As I have already indicated, the Appellant's substantive asylum interview took place on 6 January 2015. He was questioned about the documents he had provided. Two documents said to relate to threats from the Taliban had not been translated. The Appellant explained that the screening interview record (which he had not had the opportunity to check at the time) was incorrect in noting him as saying that he feared the intelligence services as well as the Taliban. He said he had told the interviewer that he feared the Taliban because of his role in civil societies and because he had worked for the intelligence services.

11

The Appellant was given until the following day, 7 January 2015 to submit further representations. None were received from his then solicitors. By letter dated 9 January 2015 the Appellant's asylum claim was rejected on the basis that he had not established a well-founded fear of persecution. The decision-maker did not accept that the Appellant had worked as the head of a civil society, as he had described, or that he had been recruited by the intelligence department and faced threats from the Taliban as a result.
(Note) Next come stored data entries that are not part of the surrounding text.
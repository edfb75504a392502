use slotmap::new_key_type;

new_key_type! {
    /// Identifies an item in a production graph. Cheap to copy and compare.
    pub struct ItemId;

    /// Identifies a recipe in a production graph.
    pub struct RecipeId;
}

#[cfg(test)]
mod tests {
    use super::*;
    use slotmap::SlotMap;

    #[test]
    fn ids_are_stable_per_arena() {
        let mut items: SlotMap<ItemId, &str> = SlotMap::with_key();
        let a = items.insert("iron-ore");
        let b = items.insert("iron-plate");
        assert_ne!(a, b);
        assert_eq!(items[a], "iron-ore");
    }

    #[test]
    fn ids_are_hashable() {
        use std::collections::HashMap;
        let mut recipes: SlotMap<RecipeId, ()> = SlotMap::with_key();
        let smelt = recipes.insert(());
        let mut map = HashMap::new();
        map.insert(smelt, "smelt");
        assert_eq!(map[&smelt], "smelt");
    }
}
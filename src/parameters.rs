//! Deployment-wide public parameters.
//!
//! The protocol runs over a fixed elliptic curve and a threshold Paillier
//! key of a fixed bit length. For all homomorphic operations over the
//! ciphertexts (which are modulo `N`) not to conflict with the operations
//! modulo `q` of the ECDSA algorithm, `N` must dominate `q^8`; with the
//! 256-bit secp256k1 order that means a Paillier modulus of at least
//! 2048 bits.

use crate::errors::{Error, Result};
use crate::utils::k256_order;
use libpaillier::unknown_order::BigNumber;
use serde::{Deserialize, Serialize};

/// The default Paillier key bit length used by deployments.
pub const DEFAULT_PAILLIER_KEY_BIT_LENGTH: usize = 2048;

/// Identifies the elliptic curve a key or signature belongs to.
///
/// The protocol itself is instantiated for secp256k1; the other variants
/// exist so that foreign key material is recognized and rejected at the
/// serialization boundary instead of producing corrupt bytes.
#[derive(Clone, Copy, Debug, Eq, PartialEq, Serialize, Deserialize)]
pub enum CurveId {
    /// The Bitcoin/Ethereum curve used by this protocol.
    Secp256k1,
    /// NIST P-256, unsupported by the signing protocol.
    NistP256,
}

impl CurveId {
    /// The order of the curve's scalar field.
    pub(crate) fn order(&self) -> BigNumber {
        match self {
            CurveId::Secp256k1 => k256_order(),
            CurveId::NistP256 => BigNumber::from_slice(
                hex::decode("ffffffff00000000ffffffffffffffffbce6faada7179e84f3b9cac2fc632551")
                    .expect("static hex"),
            ),
        }
    }
}

/// Public parameters of a T-ECDSA deployment: the curve used for key
/// generation and signing, and the bit length of the threshold Paillier key
/// backing the homomorphic operations.
#[derive(Clone, Copy, Debug, Eq, PartialEq, Serialize, Deserialize)]
pub struct PublicParameters {
    /// The elliptic curve used for all protocol arithmetic.
    pub curve: CurveId,
    /// Bit length of the Paillier public key modulus.
    pub paillier_key_bit_length: usize,
}

impl PublicParameters {
    /// Create public parameters, validating that the Paillier key is large
    /// enough for the curve: the modulus bit length must be at least eight
    /// times the curve order bit length so homomorphic intermediate values
    /// never wrap.
    pub fn new(curve: CurveId, paillier_key_bit_length: usize) -> Result<Self> {
        let order_bits = curve.order().to_bytes().len() * 8;
        if paillier_key_bit_length < 8 * order_bits {
            return Err(Error::ParameterGeneration(format!(
                "paillier key bit length {} is too small for a {}-bit curve order",
                paillier_key_bit_length, order_bits,
            )));
        }
        Ok(Self {
            curve,
            paillier_key_bit_length,
        })
    }

    /// The cardinality `q` of the configured curve.
    pub(crate) fn curve_order(&self) -> BigNumber {
        self.curve.order()
    }

    /// `q / 2`, used to test whether an `S` value is in the lower half of
    /// its range. BTC and ETH require `S` values at most this large.
    pub(crate) fn half_curve_order(&self) -> BigNumber {
        self.curve_order() / BigNumber::from(2)
    }
}

impl Default for PublicParameters {
    fn default() -> Self {
        Self {
            curve: CurveId::Secp256k1,
            paillier_key_bit_length: DEFAULT_PAILLIER_KEY_BIT_LENGTH,
        }
    }
}
impl Round2Signer {
    /// Validate and combine the messages of the first two rounds into the
    /// combined secret key factor `u = E(ρ)` and secret key multiple
    /// `v = E(ρ·x)`, where `ρ = Σ ρ_i`.
    ///
    /// The returned values feed [`Round2Signer::sign_round_three`].
    pub fn combine_round_two_messages(
        &self,
        round1_messages: &[SignRound1Message],
        round2_messages: &[SignRound2Message],
    ) -> Result<(Ciphertext, Ciphertext)> {
        let core = &self.round1.signer.core;

        let round1_pairs: Vec<_> = round1_messages
            .iter()
            .map(|m| (m.sender_id, m.receiver_id))
            .collect();
        core.signer_group
            .expect_one_message_per_peer(&core.id, &round1_pairs, "round 1 messages")?;
        let round2_pairs: Vec<_> = round2_messages
            .iter()
            .map(|m| (m.sender_id, m.receiver_id))
            .collect();
        core.signer_group
            .expect_one_message_per_peer(&core.id, &round2_pairs, "round 2 messages")?;

        let mut factor_shares = Vec::with_capacity(round1_messages.len() + 1);
        let mut multiple_shares = Vec::with_capacity(round1_messages.len() + 1);
        for round1_message in round1_messages {
            let sender = round1_message.sender_id;
            let round2_message = round2_messages
                .iter()
                .find(|m| m.sender_id == sender)
                .ok_or(Error::MissingPeerMessage {
                    required: "round 2 message",
                    sender,
                })?;

            let opens = round1_message.secret_key_factor_share_commitment.verify(
                &round2_message.secret_key_factor_share_decommitment_key,
                &[
                    &round2_message.secret_key_factor_share.0.to_bytes(),
                    &round2_message.secret_key_multiple_share.0.to_bytes(),
                ],
            );
            if !opens {
                error!("secret key factor commitment from {sender} did not open");
                return Err(Error::InvalidCommitment { sender });
            }

            let input = SecretKeyFactorInput {
                params: &core.zkp_parameters,
                secret_key_multiple: &round2_message.secret_key_multiple_share,
                encrypted_secret_key: &self.round1.signer.key.encrypted_secret_key,
                encrypted_factor: &round2_message.secret_key_factor_share,
            };
            if !round2_message.secret_key_factor_proof.verify(&input) {
                error!("secret key factor range proof from {sender} failed to verify");
                return Err(Error::InvalidProof { sender });
            }

            factor_shares.push(&round2_message.secret_key_factor_share);
            multiple_shares.push(&round2_message.secret_key_multiple_share);
        }

        factor_shares.push(&self.round1.encrypted_secret_key_factor_share);
        multiple_shares.push(&self.round1.secret_key_multiple_share);

        let secret_key_factor = core.paillier_key.add(&factor_shares);
        let secret_key_multiple = core.paillier_key.add(&multiple_shares);
        Ok((secret_key_factor, secret_key_multiple))
    }

    /// Third signing round: draw the signature factor share `k_i` with its
    /// public counterpart `r_i = g^{k_i}`, mask it into
    /// `w_i = E(k_i·ρ + c_i·q)` and commit to `(r_i, w_i)` per peer.
    pub fn sign_round_three<R: RngCore + CryptoRng>(
        self,
        secret_key_factor: Ciphertext,
        secret_key_multiple: Ciphertext,
        rng: &mut R,
    ) -> Result<(Round3Signer, Vec<SignRound3Message>)> {
        let signer = self.round1.signer;
        let master_key = signer.commitment_master_key()?;
        let q = signer.core.group_parameters.curve_order();

        let signature_factor_secret_share = random_positive_bn(rng, &q);
        let signature_factor_public_share =
            CurvePoint::GENERATOR.multiply_by_bignum(&signature_factor_secret_share)?;

        // The mask is drawn from [0, q^6) rather than the symmetric
        // interval around zero: Paillier plaintexts live in [0, N), so a
        // negative mask would make the unmask value undecryptable.
        let signature_factor_mask_share =
            random_positive_bn(rng, &signer.core.zkp_parameters.q_six());

        let paillier_nonce = random_bn_in_z_star(rng, signer.core.paillier_key.n())?;
        let mask_share_mul_cardinality = signer.core.paillier_key.encrypt_with_nonce(
            &(&signature_factor_mask_share * &q),
            &paillier_nonce,
        )?;
        let signature_unmask_share = signer.core.paillier_key.add(&[
            &signer
                .core
                .paillier_key
                .mul(&secret_key_factor, &signature_factor_secret_share),
            &mask_share_mul_cardinality,
        ]);

        let public_share_bytes = signature_factor_public_share.to_bytes();
        let unmask_share_bytes = signature_unmask_share.0.to_bytes();

        let mut decommitment_keys = BTreeMap::new();
        let mut messages = Vec::with_capacity(signer.core.signer_group.peer_signer_count());
        for peer_id in signer.core.signer_group.peer_signer_ids(&signer.core.id) {
            let (commitment, decommitment_key) = MultiTrapdoorCommitment::generate(
                &master_key,
                rng,
                &[&public_share_bytes, &unmask_share_bytes],
            );
            decommitment_keys.insert(peer_id, decommitment_key);
            messages.push(SignRound3Message {
                sender_id: signer.core.id,
                receiver_id: peer_id,
                signature_factor_share_commitment: commitment,
            });
        }

        let round3_signer = Round3Signer {
            signer,
            secret_key_factor,
            secret_key_multiple,
            signature_factor_secret_share,
            signature_factor_public_share,
            signature_factor_mask_share,
            signature_unmask_share,
            decommitment_keys,
            paillier_nonce,
        };
        Ok((round3_signer, messages))
    }
}
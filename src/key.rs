//! Key material produced by the distributed key generation.

use crate::errors::{Error, Result};
use crate::paillier::{Ciphertext, ThresholdPrivateKey};
use crate::parameters::CurveId;
use crate::utils::CurvePoint;
use libpaillier::unknown_order::BigNumber;
use serde::{Deserialize, Serialize};
use std::fmt::Debug;

/// One party's freshly drawn ECDSA key share, held only between the two
/// key-generation rounds.
#[derive(Clone)]
pub(crate) struct EcdsaKeyShare {
    /// Random element of `Z_q`.
    pub(crate) secret_key_share: BigNumber,
    /// `g^secret_key_share`.
    pub(crate) public_key_share: CurvePoint,
}

impl Debug for EcdsaKeyShare {
    fn fmt(&self, f: &mut std::fmt::Formatter<'_>) -> std::fmt::Result {
        f.debug_struct("EcdsaKeyShare")
            .field("secret_key_share", &"[redacted]")
            .field("public_key_share", &self.public_key_share)
            .finish()
    }
}

/// A `(t, n)` threshold sharing of an ECDSA key.
///
/// The private key is never materialized: it exists only as the
/// homomorphic sum of all members' encrypted shares, decryptable solely
/// through threshold Paillier decryption. The public key is the matching
/// curve-point sum and is identical across all honest members.
#[derive(Clone, Debug, PartialEq, Serialize, Deserialize)]
pub struct ThresholdEcdsaKey {
    pub(crate) encrypted_secret_key: Ciphertext,
    pub(crate) public_key: CurvePoint,
    pub(crate) curve: CurveId,
}

impl ThresholdEcdsaKey {
    /// The combined public ECDSA key of the group.
    pub fn public_key(&self) -> &CurvePoint {
        &self.public_key
    }
}

/// The durable private state one group member must keep to take part in
/// signing: its threshold Paillier key share and the combined threshold
/// ECDSA key.
#[derive(Clone, Debug, PartialEq, Serialize, Deserialize)]
pub struct PrivateKeyShare {
    pub(crate) paillier_key: ThresholdPrivateKey,
    pub(crate) key: ThresholdEcdsaKey,
}

impl PrivateKeyShare {
    /// Bundle a member's paillier key share with the group key.
    pub fn new(paillier_key: ThresholdPrivateKey, key: ThresholdEcdsaKey) -> Self {
        Self { paillier_key, key }
    }

    /// The threshold ECDSA key this share belongs to.
    pub fn key(&self) -> &ThresholdEcdsaKey {
        &self.key
    }

    /// Encode the key share for storage or transport.
    ///
    /// Fails with [`Error::IncompatibleCurve`] instead of silently encoding
    /// key material the signing protocol cannot use.
    pub fn to_bytes(&self) -> Result<Vec<u8>> {
        if self.key.curve != CurveId::Secp256k1 {
            return Err(Error::IncompatibleCurve);
        }
        serialize!(self)
    }

    /// Decode a key share previously encoded with [`PrivateKeyShare::to_bytes`].
    pub fn from_bytes(bytes: &[u8]) -> Result<Self> {
        let share: Self = deserialize!(bytes)?;
        if share.key.curve != CurveId::Secp256k1 {
            return Err(Error::IncompatibleCurve);
        }
        Ok(share)
    }
}

#[cfg(test)]
mod tests {
    use super::*;
    use crate::paillier::ThresholdKeyGenerator;
    use crate::safe_primes::test_safe_primes_512;
    use crate::utils::{k256_order, random_positive_bn, testing::init_testing};

    fn sample_share(curve: CurveId) -> PrivateKeyShare {
        let mut rng = init_testing();
        let primes = test_safe_primes_512();
        let paillier_key = ThresholdKeyGenerator::new(1024, 3, 2)
            .unwrap()
            .generate_from_safe_primes(&primes[0], &primes[1], &mut rng)
            .unwrap()
            .remove(0);
        let secret = random_positive_bn(&mut rng, &k256_order());
        let encrypted_secret_key = paillier_key.encrypt(&secret, &mut rng).unwrap();
        let public_key = CurvePoint::GENERATOR.multiply_by_bignum(&secret).unwrap();
        PrivateKeyShare::new(
            paillier_key,
            ThresholdEcdsaKey {
                encrypted_secret_key,
                public_key,
                curve,
            },
        )
    }

    #[test]
    fn key_share_roundtrips_through_bytes() {
        let share = sample_share(CurveId::Secp256k1);
        let bytes = share.to_bytes().unwrap();
        let roundtrip = PrivateKeyShare::from_bytes(&bytes).unwrap();
        assert_eq!(share.key, roundtrip.key);
        assert_eq!(bytes, roundtrip.to_bytes().unwrap());
    }

    #[test]
    fn incompatible_curve_is_rejected() {
        let share = sample_share(CurveId::NistP256);
        assert_eq!(share.to_bytes(), Err(Error::IncompatibleCurve));

        // Foreign bytes are rejected on the way in as well.
        let bytes = bincode::serialize(&share).unwrap();
        assert_eq!(PrivateKeyShare::from_bytes(&bytes), Err(Error::IncompatibleCurve));
    }
}
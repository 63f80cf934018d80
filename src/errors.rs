//! Error types produced during an execution of the protocol.
//!
//! Validation failures carry the identifier of the offending sender so that
//! the orchestration layer driving the protocol can decide on exclusion or
//! accusation; the protocol core itself never retries.

use crate::group::SignerId;
use core::fmt;
use thiserror::Error;

/// The default `Result` type used in this crate.
pub type Result<T> = std::result::Result<T, Error>;

/// Which set of group members a combine step gathers messages from.
#[derive(Clone, Copy, Debug, Eq, PartialEq)]
pub enum QuorumScope {
    /// One message from every peer (everyone but the local signer).
    Peers,
    /// One message from every member, the local signer included.
    Group,
}

impl fmt::Display for QuorumScope {
    fn fmt(&self, f: &mut fmt::Formatter<'_>) -> fmt::Result {
        match self {
            QuorumScope::Peers => write!(f, "group peer members"),
            QuorumScope::Group => write!(f, "group members"),
        }
    }
}

/// An error raised by a round or combine function.
#[derive(Clone, Debug, Error, Eq, PartialEq)]
pub enum Error {
    /// A combine step did not receive exactly one message of the required
    /// kind from each expected sender.
    #[error("{required} required from all {scope}; got {actual}, expected {expected}")]
    QuorumMismatch {
        /// Human-readable name of the message kind, e.g. "commitments".
        required: &'static str,
        /// Whether messages were expected from peers only or the whole group.
        scope: QuorumScope,
        /// How many messages the combine step needed.
        expected: usize,
        /// How many usable messages it actually received.
        actual: usize,
    },

    /// A sender's message from an earlier sub-round has no counterpart in the
    /// later sub-round.
    #[error("no matching {required} for signer with ID = {sender}")]
    MissingPeerMessage {
        /// Name of the missing message kind.
        required: &'static str,
        /// The sender whose message is missing.
        sender: SignerId,
    },

    /// A revealed value did not open the commitment published earlier.
    #[error("commitment from signer with ID = {sender} does not open to the revealed values")]
    InvalidCommitment {
        /// The sender of the rejected reveal.
        sender: SignerId,
    },

    /// A zero-knowledge range proof failed verification.
    #[error("zero-knowledge proof from signer with ID = {sender} failed to verify")]
    InvalidProof {
        /// The sender of the rejected proof.
        sender: SignerId,
    },

    /// A key share records a curve other than the protocol's configured one.
    #[error("key share curve is incompatible with the protocol curve")]
    IncompatibleCurve,

    /// Public parameter generation (safe primes, group generators) failed.
    #[error("could not generate protocol parameters: {0}")]
    ParameterGeneration(String),

    /// A commitment was requested before the per-phase master public key
    /// sub-protocol completed.
    #[error("commitment master public key has not been established for this phase")]
    MissingMasterPublicKey,

    /// The message digest handed to the final signing round has the wrong
    /// length.
    #[error("message digest is required to be exactly 32 bytes and it's {0} bytes")]
    InvalidMessageDigest(usize),

    /// An error surfaced by the threshold Paillier cryptosystem.
    #[error("paillier error: {0}")]
    Paillier(#[from] crate::paillier::PaillierError),

    /// Byte-level encoding or decoding failed.
    #[error("serialization failed")]
    Serialization,

    /// A code assumption that was checked at runtime failed to hold.
    #[error("internal invariant violated")]
    InternalInvariantFailed,
}

macro_rules! serialize {
    ($x:expr) => {{
        bincode::serialize($x).or(Err(crate::errors::Error::Serialization))
    }};
}

macro_rules! deserialize {
    ($x:expr) => {{
        bincode::deserialize($x).or(Err(crate::errors::Error::Serialization))
    }};
}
Various discrepancies in the Appellant's accounts were identified. The letter noted that his legal representatives had not submitted translated versions of the two threatening letters the Appellant said he had received from the Taliban and thus they added no weight to his claim (para 39).

12

From 13 January 2015 the Appellant's new solicitors began acting for him. The same day his appeal to the FTT was lodged. The appeal was heard on 22 January 2015 before Judge of the FTT Plumptre (“Judge Plumptre”). By a written decision dated 26 January 2015 she dismissed the appeal. Judge Plumptre had sight of the documents provided by the Appellant in December 2014, plus some additional material submitted on the Appellant's behalf including an expert report from Dr A Guistozzi (although she did not find the report helpful). Judge Plumptre concluded that the Appellant had never worked for the Afghan intelligence services. She was highly critical of his credibility, describing him as “vague, evasive and unwilling to answer straightforward questions”; and she highlighted various inconsistencies in his accounts. She also considered that some of the documents that had been produced undermined the Appellant's claim and that press articles about attendees at the London Afghanistan Conference...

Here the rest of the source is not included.